Le elezioni anticipate in Spagna hanno visto la vittoria del Partito Socialista guidato dal primo ministro uscente Pedro Sanchez, ma la formazione di un nuovo governo appare molto complicata. A scrutini conclusi, il Psoe è in testa con 123 seggi (28,7%), seguito dal Partito popolare con il 16,7%, al suo minimo storico con 66 seggi. Ci sono poi Ciudadanos ,in aumento con 57 seggi (15,8%), Podemos in forte calo con 42 seggi (14,3%) e infine l'estrema destra di Vox, che per la prima volta entra in Parlamento, con 24 seggi (10,3%). Gli altri partiti hanno il 10,1%. Tra i partiti regionalisti, i repubblicani catalani di Erc avrebbero 15 seggi, Junts per Catalunya 7, il Partito nazionalista basco (Pnv) sei e un'altra lista basca, EH-Bildu, 4. Altri 6 seggi vanno a formazioni locali minori.

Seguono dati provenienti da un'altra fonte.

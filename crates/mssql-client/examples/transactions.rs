//! Transaction handling with savepoints example.
//!
//! This example demonstrates transaction management including:
//! - Beginning and committing transactions
//! - Rolling back transactions
//! - Creating and using savepoints
//! - Isolation levels
//!
//! # Running
//!
//! ```bash
//! cargo run --example transactions
//! ```

// Allow common patterns in example code
#![allow(clippy::unwrap_used, clippy::expect_used)]

use mssql_client::{Client, Config, Error, IsolationLevel, Ready};

#[tokio::main]
async fn main() -> Result<(), Error> {
    tracing_subscriber::fmt::init();

    let host = std::env::var("MSSQL_HOST").unwrap_or_else(|_| "localhost".into());
    let database = std::env::var("MSSQL_DATABASE").unwrap_or_else(|_| "master".into());
    let user = std::env::var("MSSQL_USER").unwrap_or_else(|_| "sa".into());
    let password = std::env::var("MSSQL_PASSWORD").unwrap_or_else(|_| "Password123!".into());

    let conn_str = format!(
        "Server={};Database={};User Id={};Password={};TrustServerCertificate=true",
        host, database, user, password
    );

    let config = Config::from_connection_string(&conn_str)?;
    let client = Client::connect(config).await?;
    println!("Connected to SQL Server");

    // Example 1: Basic transaction with commit
    println!("\n--- Example 1: Basic Transaction ---");
    basic_transaction_example(client).await?;

    Ok(())
}

async fn basic_transaction_example(client: Client<Ready>) -> Result<(), Error> {
    // Begin a transaction
    // Note: begin_transaction() consumes `client` and returns a transaction wrapper
    let mut tx = client.begin_transaction().await?;
    println!("Transaction started");

    // Execute statements within the transaction (returns rows affected as u64)
    tx.execute("CREATE TABLE #TempUsers (id INT, name NVARCHAR(100))", &[])
        .await?;
    println!("Temporary table created");

    tx.execute(
        "INSERT INTO #TempUsers (id, name) VALUES (@p1, @p2)",
        &[&1i32, &"Alice"],
    )
    .await?;
    println!("Inserted Alice");

    tx.execute(
        "INSERT INTO #TempUsers (id, name) VALUES (@p1, @p2)",
        &[&2i32, &"Bob"],
    )
    .await?;
    println!("Inserted Bob");

    // Create a savepoint before potentially risky operation
    let savepoint = tx.save_point("before_charlie").await?;
    println!("Savepoint 'before_charlie' created");

    tx.execute(
        "INSERT INTO #TempUsers (id, name) VALUES (@p1, @p2)",
        &[&3i32, &"Charlie"],
    )
    .await?;
    println!("Inserted Charlie");

    // Decide to rollback to savepoint (simulating an error condition)
    let simulate_error = std::env::var("SIMULATE_ERROR").is_ok();

    if simulate_error {
        println!("Simulating error - rolling back to savepoint...");
        tx.rollback_to(&savepoint).await?;
        println!("Rolled back to savepoint (Charlie's insert undone)");
    }

    // Query the data
    let rows = tx
        .query("SELECT id, name FROM #TempUsers ORDER BY id", &[])
        .await?;

    println!("\nUsers in transaction:");
    for result in rows {
        let row = result?;
        let id: i32 = row.get(0)?;
        let name: String = row.get(1)?;
        println!("  {} - {}", id, name);
    }

    // Commit the transaction
    // This consumes the transaction and returns the client in Ready state
    let client = tx.commit().await?;
    println!("\nTransaction committed");

    // The client is now back in Ready state and can be used for more operations
    client.close().await?;

    Ok(())
}

/// Example demonstrating isolation levels
#[allow(dead_code)]
async fn isolation_level_example(mut client: Client<Ready>) -> Result<(), Error> {
    // You can specify isolation level when beginning a transaction
    let isolation = IsolationLevel::ReadCommitted;
    println!("Using isolation level: {:?}", isolation);

    // Begin transaction with specific isolation level
    // Use as_sql() which returns the full SET TRANSACTION ISOLATION LEVEL statement
    // Or use name() which returns just the level name
    client.simple_query(isolation.as_sql()).await?;

    let tx = client.begin_transaction().await?;
    println!("Transaction started with {:?}", isolation);

    // ... perform operations ...

    let client = tx.commit().await?;
    client.close().await?;

    Ok(())
}
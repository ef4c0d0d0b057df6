//! Error handling for ghdl.
//!
//! This module provides centralized error handling. The crate-level [`Error`]
//! is what escapes a pipeline run; the per-unit errors ([`FetchError`],
//! [`MatchError`], [`DownloadError`]) are caught at the boundary of the unit of
//! work that produced them, logged, and reduced to a status.

use reqwest::StatusCode;
use std::io;
use std::path::PathBuf;
use thiserror::Error;

/// Errors that can escape a pipeline run.
#[derive(Error, Debug)]
pub enum Error {
    /// The configuration was rejected before any I/O happened.
    #[error("Config error: {0}")]
    Config(#[from] ConfigError),

    /// The run observed an interrupt and stopped early.
    #[error("Interrupted by user")]
    Interrupted,

    /// Error from the Reqwest library, typically while building the client.
    #[error("HTTP client error: {source}")]
    Reqwest {
        #[from]
        source: reqwest::Error,
    },
}

/// A configuration that does not have the expected shape.
#[derive(Error, Debug)]
pub enum ConfigError {
    #[error("Not a valid config")]
    NotAnObject,

    #[error("\"{field}\" is required{context}")]
    Missing {
        field: &'static str,
        context: &'static str,
    },

    #[error("\"{field}\" must be {expected}, current value: \"{value}\"")]
    InvalidField {
        field: &'static str,
        expected: &'static str,
        value: String,
    },

    #[error("Not a valid repo config, current value: \"{0}\"")]
    InvalidRepo(String),

    #[error("\"{pattern}\" is not a valid regular expression: {source}")]
    InvalidPattern {
        pattern: String,
        #[source]
        source: regex::Error,
    },

    #[error("Failed to read the config file {path:?}: {source}")]
    Read {
        path: PathBuf,
        #[source]
        source: io::Error,
    },

    #[error("{path:?} is not a valid json file: {source}")]
    Json {
        path: PathBuf,
        #[source]
        source: serde_json::Error,
    },
}

/// Failure to retrieve the latest release of one repository.
#[derive(Error, Debug)]
pub enum FetchError {
    #[error("HTTP error {0}")]
    Status(StatusCode),

    #[error("request failed: {0}")]
    Network(#[from] reqwest_middleware::Error),

    #[error("failed to read response body: {0}")]
    Body(#[from] reqwest::Error),

    #[error("malformed release metadata: {0}")]
    Malformed(#[from] serde_json::Error),

    #[error("invalid token: {0}")]
    InvalidToken(#[from] reqwest::header::InvalidHeaderValue),

    #[error("interrupted")]
    Interrupted,
}

/// Failure while deciding whether to queue one asset.
#[derive(Error, Debug)]
pub enum MatchError {
    #[error("{0:?} exists and is not a regular file")]
    NotARegularFile(PathBuf),

    #[error("failed to inspect {path:?}: {source}")]
    Io {
        path: PathBuf,
        #[source]
        source: io::Error,
    },
}

/// Failure while downloading one asset.
#[derive(Error, Debug)]
pub enum DownloadError {
    #[error("missing or invalid Content-Length header: {0}")]
    ContentLength(String),

    #[error("HTTP error {0}")]
    Status(StatusCode),

    #[error("request failed: {0}")]
    Network(#[from] reqwest_middleware::Error),

    #[error("transfer failed: {0}")]
    Transfer(#[from] reqwest::Error),

    #[error("invalid token: {0}")]
    InvalidToken(#[from] reqwest::header::InvalidHeaderValue),

    #[error("I/O error: {0}")]
    Io(#[from] io::Error),

    #[error("size mismatch: expected {expected} bytes, received {actual}")]
    SizeMismatch { expected: u64, actual: u64 },

    #[error("cancelled")]
    Cancelled,
}

/// Result type alias for operations that can fail with a ghdl error.
pub type Result<T> = std::result::Result<T, Error>;
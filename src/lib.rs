//! ghdl mirrors the assets of the latest GitHub release of a set of
//! repositories into a local directory, driven by a JSON configuration.
//!
//! # Quick Start
//!
//! ```rust,no_run
//! use serde_json::json;
//! use tokio_util::sync::CancellationToken;
//!
//! # #[tokio::main]
//! # async fn main() -> Result<(), ghdl::Error> {
//! let config = json!({
//!     "dir": "out",
//!     "repos": [
//!         { "owner": "BurntSushi", "repo": "ripgrep", "filters": [".*x86_64-unknown-linux-musl\\.tar\\.gz"] }
//!     ]
//! });
//! let success = ghdl::run(&config, &CancellationToken::new()).await?;
//! # Ok(())
//! # }
//! ```
//!
//! # Module Organization
//!
//! - [`pipeline`] - Configuration, builder, and the orchestrating [`Pipeline`]
//! - [`release`] - Latest release retrieval
//! - [`filter`] - Asset patterns, overwrite policy, and clearing of old matches
//! - [`download`] - Streaming, size-verified asset downloads
//! - [`error`] - Centralized error handling with the `Error` enum
//! - [`http`] - HTTP client functionality
//! - [`progress`] - Progress bar styling and display management
//! - [`utils`] - Shared utility functions

pub mod download;
pub mod error;
pub mod filter;
pub mod http;
pub mod pipeline;
pub mod progress;
pub mod release;
pub mod utils;

pub use download::{AssetDownloader, DownloadTask, Status, Summary};
pub use error::{ConfigError, DownloadError, Error, FetchError, MatchError, Result};
pub use filter::{clear_matches, match_assets, PatternSet};
pub use http::{create_http_client, HttpClientConfig};
pub use pipeline::{run, Outcome, Phase, Pipeline, PipelineBuilder, PipelineConfig, RepoSpec};
pub use progress::{ProgressBarOpts, ProgressDisplay, StyleOptions};
pub use release::{Asset, Release, ReleaseFetcher};
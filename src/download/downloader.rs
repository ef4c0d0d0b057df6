//! Streaming asset downloads with size verification.
//!
//! A download is either complete, with exactly as many bytes as the server
//! declared, or absent: on any failure the destination file is removed. The
//! cancellation token is observed while waiting for every chunk.

use super::summary::{Status, Summary};
use super::task::DownloadTask;
use crate::error::DownloadError;
use crate::http::with_token;
use crate::progress::ProgressDisplay;
use crate::utils::content_length::declared_content_length;

use futures::StreamExt;
use indicatif::ProgressBar;
use reqwest::Response;
use reqwest_middleware::ClientWithMiddleware;
use std::io;
use std::path::{Path, PathBuf};
use tokio::{fs, fs::File, io::AsyncWriteExt};
use tokio_util::sync::CancellationToken;
use tracing::{debug, info, warn};

/// Downloads assets into a directory.
#[derive(Debug, Clone)]
pub struct AssetDownloader {
    client: ClientWithMiddleware,
    directory: PathBuf,
}

impl AssetDownloader {
    /// Creates a downloader writing into `directory`.
    pub fn new(client: ClientWithMiddleware, directory: impl Into<PathBuf>) -> Self {
        Self {
            client,
            directory: directory.into(),
        }
    }

    /// Downloads one asset.
    ///
    /// A task whose token is already cancelled is not started.
    pub async fn download(
        &self,
        task: &DownloadTask,
        cancel: &CancellationToken,
        progress: &ProgressDisplay,
    ) -> Summary {
        let summary = if cancel.is_cancelled() {
            Summary::new(task.clone(), 0).with_status(Status::Cancelled)
        } else {
            debug!("Start to download file \"{}\"", task.filename);
            self.fetch(task, cancel, progress).await
        };

        match summary.status() {
            Status::Success => info!("Downloaded file: \"{}\"", task.filename),
            Status::Cancelled => warn!("Download of \"{}\" cancelled", task.filename),
            Status::SizeMismatch { expected, actual } => warn!(
                "Failed to download file \"{}\": expected {} bytes, received {}",
                task.filename, expected, actual
            ),
            Status::Fail(e) => warn!("Failed to download file \"{}\": {}", task.filename, e),
            Status::NotStarted => {}
        }
        summary
    }

    /// Fetches the asset and writes it to disk.
    async fn fetch(
        &self,
        task: &DownloadTask,
        cancel: &CancellationToken,
        progress: &ProgressDisplay,
    ) -> Summary {
        let summary = Summary::new(task.clone(), 0);

        let (res, expected) = match self.request(task).await {
            Ok(r) => r,
            Err(e) => return summary.fail(e),
        };

        let output = task.destination(&self.directory);
        debug!("Creating destination file {:?}", &output);
        let mut file = match File::create(&output).await {
            Ok(file) => file,
            Err(e) => return summary.fail(DownloadError::Io(e)),
        };

        let pb = progress.create_child_progress(expected);
        pb.set_message(task.filename.clone());
        let mut received = 0;
        let written = write_body(res, &mut file, cancel, &pb, &mut received).await;
        drop(file);
        progress.finish_child(pb);

        // A connection closed before the declared length is a short body.
        let (size, status) = match written {
            Err(DownloadError::Cancelled) => (0, Status::Cancelled),
            Ok(()) | Err(DownloadError::Transfer(_)) if received != expected => (
                received,
                Status::SizeMismatch {
                    expected,
                    actual: received,
                },
            ),
            Ok(()) => (received, Status::Success),
            Err(e) => (0, Status::Fail(e.to_string())),
        };

        if status == Status::Success {
            progress.increment_main();
        } else {
            warn!(
                "Failed to download file completely, deleting file \"{}\"",
                task.filename
            );
            remove_partial(&output).await;
        }

        summary.with_status(status).with_size(size)
    }

    /// Sends the request and validates the response headers.
    async fn request(&self, task: &DownloadTask) -> Result<(Response, u64), DownloadError> {
        debug!("Fetching {}", &task.url);
        let req = with_token(self.client.get(task.url.as_str()), &task.token)?;
        let res = req.send().await?;

        let status = res.status();
        if !status.is_success() {
            return Err(DownloadError::Status(status));
        }

        let expected = declared_content_length(&res)?;
        Ok((res, expected))
    }
}

/// Streams the body into `file`, counting the bytes written in `written`.
async fn write_body(
    res: Response,
    file: &mut File,
    cancel: &CancellationToken,
    pb: &ProgressBar,
    written: &mut u64,
) -> Result<(), DownloadError> {
    let mut stream = res.bytes_stream();
    loop {
        let item = tokio::select! {
            biased;
            _ = cancel.cancelled() => return Err(DownloadError::Cancelled),
            item = stream.next() => item,
        };
        let Some(item) = item else { break };

        let mut chunk = item?;
        let chunk_size = chunk.len() as u64;
        file.write_all_buf(&mut chunk).await?;
        *written += chunk_size;
        pb.inc(chunk_size);
    }
    file.flush().await?;
    Ok(())
}

async fn remove_partial(path: &Path) {
    match fs::remove_file(path).await {
        Ok(()) => {}
        Err(e) if e.kind() == io::ErrorKind::NotFound => {}
        Err(e) => warn!("Failed to delete partial file {:?}: {}", path, e),
    }
}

Numeri alla mano la Spagna si ritrova senza una maggioranza chiara per formare il prossimo esecutivo, tanto che le formazioni indipendentiste minori potrebbero nuovamente ricoprire un ruolo fondamentale nel rebus delle alleanze che si prospetta. "Il Psoe ha vinto le elezioni, e con questo ha vinto il futuro e ha perso il passato", ha dichiarato il premier uscente Sanchez a caldo, non appena ottenuto il mandato popolare che gli mancava, essendo arrivato alla guida del precedente foverno dopo la caduta del governo guidato dal popolare Mariano Rajoy travolto dagli scandali. Grazie a Sanchez il Psoe è riuscito a vincere le elezioni, come non accadeva da 11 anni.

Il compito del leader socialista nei prossimi giorni e settimane sarà però molto difficile: pur forte di 123 seggi (sui 350 del Congresso dei deputati), il doppio del Partito Popolare – il vero sconfitto di queste elezioni che ne ottiene soltanto 66 dimezzando la sua presenza in parlamento – Sanchez non dispone comunque dei numeri per formare una coalizione di sinistra con una maggioranza chiara, poiché con i 35 seggi che Podemos si è assicurato arriva soltanto a 158, mentre la maggioranza si ottiene con 176 seggi.